While in the arms of death your Delia sleeps

And o’er her ashes fond remembrance weeps;

In tender grief let Friendship claim a share,

Friendship, that fain would ease Philander’s care.

But say, is this the whole of Friendship’s lore,

To sympathize, to pity, to deplore?

Be her’s the effort (else how weakly kind)

To cheer, to elevate the drooping mind.

And weak (unaided) would the effort prove;

But Heaven-born Hope assists the voice of love.

See my Philander o’er your Delia’s tomb

Hope smiles and dissipates the dreary gloom.

Celestial comforter! she points your eye

To life, to happiness beyond the sky.

Attend her cheering whisper to your heart!

“There lives your once-lov’d Delia’s nobler part.

“Can you regret that from the scenes of woe,

“The long affliction she sustain’d below,

“Heaven call’d her spirit from its dark abode

“To the bright mansions of her Saviour God?

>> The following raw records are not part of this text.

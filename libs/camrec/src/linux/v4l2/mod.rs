// Copyright (c) 2025 Jonathan Fontanez
// SPDX-License-Identifier: BUSL-1.1

//! Video4Linux2 capture backend.

mod camera;
mod system;

pub use camera::V4lCamera;
pub use system::V4lSystem;
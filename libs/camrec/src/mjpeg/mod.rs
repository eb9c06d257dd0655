// Copyright (c) 2025 Jonathan Fontanez
// SPDX-License-Identifier: BUSL-1.1

//! Motion-JPEG recording into AVI containers.

pub mod avi;
mod writer;

pub use avi::AviWriter;
pub use writer::{MjpegWriter, MjpegWriterConfig, segment_path};
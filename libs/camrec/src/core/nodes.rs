// Copyright (c) 2025 Jonathan Fontanez
// SPDX-License-Identifier: BUSL-1.1

//! GenICam-style feature nodes.
//!
//! Every camera backend exposes its tunables as named nodes with an access
//! mode. Device configuration only talks to [`NodeMap`], so the same
//! configuration path drives a V4L2 device, a vendor SDK, or an in-memory
//! simulation.

use std::collections::BTreeMap;

use crate::core::{RecorderError, Result};

/// Standard node names (SFNC).
pub mod names {
    pub const BINNING_HORIZONTAL: &str = "BinningHorizontal";
    pub const BINNING_VERTICAL: &str = "BinningVertical";
    pub const WIDTH: &str = "Width";
    pub const HEIGHT: &str = "Height";
    pub const ACQUISITION_MODE: &str = "AcquisitionMode";
    pub const ACQUISITION_FRAME_RATE: &str = "AcquisitionFrameRate";
    pub const DEVICE_MODEL_NAME: &str = "DeviceModelName";

    /// Entry of [`ACQUISITION_MODE`] selecting free-running capture.
    pub const CONTINUOUS: &str = "Continuous";
}

/// Access mode of a node or enumeration entry.
#[derive(Debug, Clone, Copy, PartialEq, Eq, Hash, Default)]
pub enum AccessMode {
    #[default]
    NotAvailable,
    ReadOnly,
    WriteOnly,
    ReadWrite,
}

impl AccessMode {
    pub const fn is_available(self) -> bool {
        !matches!(self, Self::NotAvailable)
    }

    pub const fn is_readable(self) -> bool {
        matches!(self, Self::ReadOnly | Self::ReadWrite)
    }

    pub const fn is_writable(self) -> bool {
        matches!(self, Self::WriteOnly | Self::ReadWrite)
    }
}

/// Read/write access to a device's feature nodes.
pub trait NodeMap {
    /// Access mode of `node`; `NotAvailable` for unknown names.
    fn access(&self, node: &str) -> AccessMode;

    fn integer(&self, node: &str) -> Result<i64>;

    fn set_integer(&mut self, node: &str, value: i64) -> Result<()>;

    fn float(&self, node: &str) -> Result<f64>;

    /// Symbolic name of the current entry of an enumeration node.
    fn enumeration(&self, node: &str) -> Result<String>;

    /// Access mode of a single entry of an enumeration node.
    fn enum_entry_access(&self, node: &str, entry: &str) -> AccessMode;

    fn set_enumeration(&mut self, node: &str, entry: &str) -> Result<()>;

    fn string(&self, node: &str) -> Result<String> {
        Err(RecorderError::NodeUnavailable {
            node: node.to_string(),
        })
    }
}

#[derive(Debug, Clone, PartialEq)]
enum NodeValue {
    Integer { value: i64, min: i64, max: i64 },
    Float(f64),
    Enumeration {
        current: String,
        entries: Vec<(String, AccessMode)>,
    },
    String(String),
}

#[derive(Debug, Clone, PartialEq)]
struct Node {
    access: AccessMode,
    value: NodeValue,
}

/// Node map held entirely in memory.
///
/// Used by simulated devices and by backends that have no native node
/// tree and translate writes themselves.
#[derive(Debug, Clone, Default)]
pub struct MemoryNodeMap {
    nodes: BTreeMap<String, Node>,
}

impl MemoryNodeMap {
    pub fn new() -> Self {
        Self::default()
    }

    pub fn with_integer(self, name: &str, value: i64, access: AccessMode) -> Self {
        self.with_integer_range(name, value, i64::MIN, i64::MAX, access)
    }

    pub fn with_integer_range(
        mut self,
        name: &str,
        value: i64,
        min: i64,
        max: i64,
        access: AccessMode,
    ) -> Self {
        self.nodes.insert(
            name.to_string(),
            Node {
                access,
                value: NodeValue::Integer { value, min, max },
            },
        );
        self
    }

    pub fn with_float(mut self, name: &str, value: f64, access: AccessMode) -> Self {
        self.nodes.insert(
            name.to_string(),
            Node {
                access,
                value: NodeValue::Float(value),
            },
        );
        self
    }

    pub fn with_enumeration(
        mut self,
        name: &str,
        current: &str,
        entries: &[(&str, AccessMode)],
        access: AccessMode,
    ) -> Self {
        self.nodes.insert(
            name.to_string(),
            Node {
                access,
                value: NodeValue::Enumeration {
                    current: current.to_string(),
                    entries: entries
                        .iter()
                        .map(|(entry, mode)| (entry.to_string(), *mode))
                        .collect(),
                },
            },
        );
        self
    }

    pub fn with_string(mut self, name: &str, value: &str, access: AccessMode) -> Self {
        self.nodes.insert(
            name.to_string(),
            Node {
                access,
                value: NodeValue::String(value.to_string()),
            },
        );
        self
    }

    /// Overwrite a float node regardless of its access mode.
    ///
    /// Backends use this to publish values the device reports (for example
    /// a frame rate negotiated by the driver) into a read-only node.
    pub fn store_float(&mut self, name: &str, value: f64) {
        if let Some(Node {
            value: NodeValue::Float(current),
            ..
        }) = self.nodes.get_mut(name)
        {
            *current = value;
        }
    }

    /// Overwrite an integer node regardless of its access mode.
    pub fn store_integer(&mut self, name: &str, value: i64) {
        if let Some(Node {
            value: NodeValue::Integer { value: current, .. },
            ..
        }) = self.nodes.get_mut(name)
        {
            *current = value;
        }
    }

    fn readable(&self, name: &str) -> Result<&Node> {
        let node = self.nodes.get(name).ok_or_else(|| RecorderError::NodeUnavailable {
            node: name.to_string(),
        })?;
        if !node.access.is_available() {
            return Err(RecorderError::NodeUnavailable {
                node: name.to_string(),
            });
        }
        if !node.access.is_readable() {
            return Err(RecorderError::node_access(name, "is not readable"));
        }
        Ok(node)
    }

    fn writable(&mut self, name: &str) -> Result<&mut Node> {
        let node = self
            .nodes
            .get_mut(name)
            .ok_or_else(|| RecorderError::NodeUnavailable {
                node: name.to_string(),
            })?;
        if !node.access.is_available() {
            return Err(RecorderError::NodeUnavailable {
                node: name.to_string(),
            });
        }
        if !node.access.is_writable() {
            return Err(RecorderError::node_access(name, "is not writable"));
        }
        Ok(node)
    }
}

impl NodeMap for MemoryNodeMap {
    fn access(&self, node: &str) -> AccessMode {
        self.nodes
            .get(node)
            .map(|n| n.access)
            .unwrap_or(AccessMode::NotAvailable)
    }

    fn integer(&self, node: &str) -> Result<i64> {
        match &self.readable(node)?.value {
            NodeValue::Integer { value, .. } => Ok(*value),
            _ => Err(RecorderError::node_access(node, "is not an integer node")),
        }
    }

    fn set_integer(&mut self, node: &str, new_value: i64) -> Result<()> {
        match &mut self.writable(node)?.value {
            NodeValue::Integer { value, min, max } => {
                if new_value < *min || new_value > *max {
                    return Err(RecorderError::node_access(
                        node,
                        format!("rejects {} (range {}..={})", new_value, min, max),
                    ));
                }
                *value = new_value;
                Ok(())
            }
            _ => Err(RecorderError::node_access(node, "is not an integer node")),
        }
    }

    fn float(&self, node: &str) -> Result<f64> {
        match &self.readable(node)?.value {
            NodeValue::Float(value) => Ok(*value),
            NodeValue::Integer { value, .. } => Ok(*value as f64),
            _ => Err(RecorderError::node_access(node, "is not a float node")),
        }
    }

    fn enumeration(&self, node: &str) -> Result<String> {
        match &self.readable(node)?.value {
            NodeValue::Enumeration { current, .. } => Ok(current.clone()),
            _ => Err(RecorderError::node_access(node, "is not an enumeration node")),
        }
    }

    fn enum_entry_access(&self, node: &str, entry: &str) -> AccessMode {
        match self.nodes.get(node) {
            Some(Node {
                value: NodeValue::Enumeration { entries, .. },
                ..
            }) => entries
                .iter()
                .find(|(name, _)| name == entry)
                .map(|(_, mode)| *mode)
                .unwrap_or(AccessMode::NotAvailable),
            _ => AccessMode::NotAvailable,
        }
    }

    fn set_enumeration(&mut self, node: &str, entry: &str) -> Result<()> {
        match &mut self.writable(node)?.value {
            NodeValue::Enumeration { current, entries } => {
                let known = entries
                    .iter()
                    .any(|(name, mode)| name == entry && mode.is_available());
                if !known {
                    return Err(RecorderError::node_access(
                        node,
                        format!("has no available entry '{}'", entry),
                    ));
                }
                *current = entry.to_string();
                Ok(())
            }
            _ => Err(RecorderError::node_access(node, "is not an enumeration node")),
        }
    }

    fn string(&self, node: &str) -> Result<String> {
        match &self.readable(node)?.value {
            NodeValue::String(value) => Ok(value.clone()),
            _ => Err(RecorderError::node_access(node, "is not a string node")),
        }
    }
}

#[cfg(test)]
mod tests {
    use super::*;

    #[test]
    fn test_access_mode_predicates() {
        assert!(!AccessMode::NotAvailable.is_available());
        assert!(AccessMode::ReadOnly.is_readable());
        assert!(!AccessMode::ReadOnly.is_writable());
        assert!(AccessMode::WriteOnly.is_writable());
        assert!(!AccessMode::WriteOnly.is_readable());
        assert!(AccessMode::ReadWrite.is_readable() && AccessMode::ReadWrite.is_writable());
    }

    #[test]
    fn test_integer_range_is_enforced() {
        let mut nodes =
            MemoryNodeMap::new().with_integer_range(names::WIDTH, 1440, 8, 1440, AccessMode::ReadWrite);

        nodes.set_integer(names::WIDTH, 720).unwrap();
        assert_eq!(nodes.integer(names::WIDTH).unwrap(), 720);

        let err = nodes.set_integer(names::WIDTH, 2000).unwrap_err();
        assert!(matches!(err, RecorderError::NodeAccess { .. }));
        assert_eq!(nodes.integer(names::WIDTH).unwrap(), 720);
    }

    #[test]
    fn test_read_only_node_rejects_writes() {
        let mut nodes =
            MemoryNodeMap::new().with_float(names::ACQUISITION_FRAME_RATE, 30.0, AccessMode::ReadOnly);

        assert_eq!(nodes.float(names::ACQUISITION_FRAME_RATE).unwrap(), 30.0);
        assert!(nodes.set_integer(names::ACQUISITION_FRAME_RATE, 1).is_err());

        nodes.store_float(names::ACQUISITION_FRAME_RATE, 59.94);
        assert_eq!(nodes.float(names::ACQUISITION_FRAME_RATE).unwrap(), 59.94);
    }

    #[test]
    fn test_unknown_node_is_unavailable() {
        let nodes = MemoryNodeMap::new();
        assert_eq!(nodes.access("Gain"), AccessMode::NotAvailable);
        assert!(matches!(
            nodes.integer("Gain"),
            Err(RecorderError::NodeUnavailable { .. })
        ));
    }

    #[test]
    fn test_enumeration_entries() {
        let mut nodes = MemoryNodeMap::new().with_enumeration(
            names::ACQUISITION_MODE,
            "SingleFrame",
            &[
                ("SingleFrame", AccessMode::ReadOnly),
                (names::CONTINUOUS, AccessMode::ReadOnly),
                ("MultiFrame", AccessMode::NotAvailable),
            ],
            AccessMode::ReadWrite,
        );

        assert_eq!(
            nodes.enum_entry_access(names::ACQUISITION_MODE, names::CONTINUOUS),
            AccessMode::ReadOnly
        );
        assert_eq!(
            nodes.enum_entry_access(names::ACQUISITION_MODE, "Bogus"),
            AccessMode::NotAvailable
        );

        nodes
            .set_enumeration(names::ACQUISITION_MODE, names::CONTINUOUS)
            .unwrap();
        assert_eq!(
            nodes.enumeration(names::ACQUISITION_MODE).unwrap(),
            names::CONTINUOUS
        );
        assert!(nodes
            .set_enumeration(names::ACQUISITION_MODE, "MultiFrame")
            .is_err());
    }
}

“Her mortal part, beneath his watchful eye,

“Secure (though mouldering in the grave) shall lie,

“Till the last trumpet’s animating breath

“Pierce through the boundless monarchy of Death;

“Collect each atom of the sleeping dust

“And in immortal vigour raise the just.

“The body then, restor’d, renew’d refin’d,

“Shall join in perfect bliss, its partner mind;

“Array’d in pure etherial radiance rise,

“Mix with the bright assembly of the skies;

“In joys unknown to thought for ever prove

“The boundless blessings of redeeming love;

“And every tongue, to rapture tun’d, proclaim

‘The endless glories of the Saviour’s name.

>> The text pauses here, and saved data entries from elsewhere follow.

//! Upstream data sources for the refresh cycle.

mod exchange_rate_client;
mod rest_countries_client;

use async_trait::async_trait;

use crate::core::error::Result;
use crate::features::countries::models::{RateTable, RawCountry};

pub use exchange_rate_client::ExchangeRateClient;
pub use rest_countries_client::RestCountriesClient;

/// Source of raw country records.
///
/// Any failure must surface as `AppError::CountrySourceUnavailable`.
#[async_trait]
pub trait CountrySource: Send + Sync {
    async fn fetch_countries(&self) -> Result<Vec<RawCountry>>;
}

/// Source of the exchange rate table.
///
/// Any failure must surface as `AppError::RateSourceUnavailable`.
#[async_trait]
pub trait RateSource: Send + Sync {
    async fn fetch_rates(&self) -> Result<RateTable>;
}
use axum::{
    extract::Request,
    http::{header, HeaderValue, StatusCode},
    middleware::Next,
    response::{IntoResponse, Response},
};
use base64::prelude::*;
use std::sync::Arc;
use tower_http::cors::{AllowOrigin, Any, CorsLayer};
use tower_http::request_id::{MakeRequestId, RequestId};
use tracing::Span;
use uuid::Uuid;

/// Request ID generator using UUID v7 (time-ordered)
#[derive(Clone, Copy)]
pub struct MakeRequestUuid;

impl MakeRequestId for MakeRequestUuid {
    fn make_request_id<B>(&mut self, _request: &axum::http::Request<B>) -> Option<RequestId> {
        HeaderValue::from_str(&Uuid::now_v7().to_string())
            .ok()
            .map(RequestId::new)
    }
}

/// Custom MakeSpan that includes request_id in the tracing span
#[derive(Clone, Debug)]
pub struct MakeSpanWithRequestId;

impl<B> tower_http::trace::MakeSpan<B> for MakeSpanWithRequestId {
    fn make_span(&mut self, request: &axum::http::Request<B>) -> Span {
        let request_id = request
            .headers()
            .get("x-request-id")
            .and_then(|v| v.to_str().ok())
            .unwrap_or("-");

        tracing::info_span!(
            "request",
            method = %request.method(),
            uri = %request.uri(),
            request_id = %request_id,
        )
    }
}

pub fn cors_layer(allowed_origins: Vec<String>) -> CorsLayer {
    let cors = CorsLayer::new().allow_methods(Any).allow_headers(Any);

    // If origins list contains "*", allow any origin
    if allowed_origins.iter().any(|o| o == "*") {
        cors.allow_origin(Any)
    } else {
        let origins: Vec<HeaderValue> = allowed_origins
            .iter()
            .filter_map(|o| o.parse().ok())
            .collect();
        cors.allow_origin(AllowOrigin::list(origins))
    }
}

/// Guard the API docs with HTTP basic auth (`username:password`)
pub fn basic_auth_middleware(
    valid_credentials: Arc<String>,
) -> impl Fn(
    Request,
    Next,
)
    -> std::pin::Pin<Box<dyn std::future::Future<Output = Result<Response, Response>> + Send>>
       + Clone {
    move |req: Request, next: Next| {
        let credentials = valid_credentials.clone();
        Box::pin(async move {
            let authorized = req
                .headers()
                .get(header::AUTHORIZATION)
                .and_then(|h| h.to_str().ok())
                .and_then(|h| h.strip_prefix("Basic "))
                .and_then(|encoded| BASE64_STANDARD.decode(encoded).ok())
                .and_then(|decoded| String::from_utf8(decoded).ok())
                .is_some_and(|creds| creds == *credentials);

            if authorized {
                return Ok(next.run(req).await);
            }

            Err((
                StatusCode::UNAUTHORIZED,
                [(header::WWW_AUTHENTICATE, "Basic realm=\"Swagger UI\"")],
                "Unauthorized",
            )
                .into_response())
        })
    }
}

#[cfg(test)]
mod tests {
    use super::*;
    use axum::{middleware::from_fn, routing::get, Router};
    use axum_test::TestServer;

    fn guarded() -> TestServer {
        let app = Router::new()
            .route("/docs", get(|| async { "docs" }))
            .layer(from_fn(basic_auth_middleware(Arc::new(
                "admin:secret".to_string(),
            ))));
        TestServer::new(app).unwrap()
    }

    #[tokio::test]
    async fn test_basic_auth_rejects_missing_credentials() {
        let response = guarded().get("/docs").await;

        response.assert_status_unauthorized();
    }

    #[tokio::test]
    async fn test_basic_auth_accepts_valid_credentials() {
        let encoded = BASE64_STANDARD.encode("admin:secret");
        let response = guarded()
            .get("/docs")
            .add_header(
                header::AUTHORIZATION,
                HeaderValue::from_str(&format!("Basic {}", encoded)).unwrap(),
            )
            .await;

        response.assert_status_ok();
        response.assert_text("docs");
    }

    #[test]
    fn test_request_id_is_generated() {
        let request = axum::http::Request::new(());
        assert!(MakeRequestUuid.make_request_id(&request).is_some());
    }
}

“Then shall Philander and his Delia join

“With Heaven’s immortal choir, the song divine –

“Look forward to the bright, the glorious hour

“And trust your Saviour’s mercy, truth and power.”

O my Philander, may the blissful ray

Which points our wishes to the seats of day,

Still on our hearts its healing lustre shed,

Amid the gloomy mansions of the dead!

In all her force may Hope celestial glow

Till Heaven’s fair dawn beam o’er the shades of woe;

Till Faith shall with seraphic ardour rise,

And claim the promis’d glories of the skies;

Till that illustrious, that transporting hour,

When Death for ever shall resign his power:

When Joy shall wipe the tear from every eye

And Faith and Hope in perfect vision die.

Text: 1780, vol. 3, pp. 32-4; also STE 3/3/5, sheet 9; autograph, MS, Steele Collection, Angus Library, Regents Park College; also Nonconformist Women Writers, vol. 2, pp. 21-22.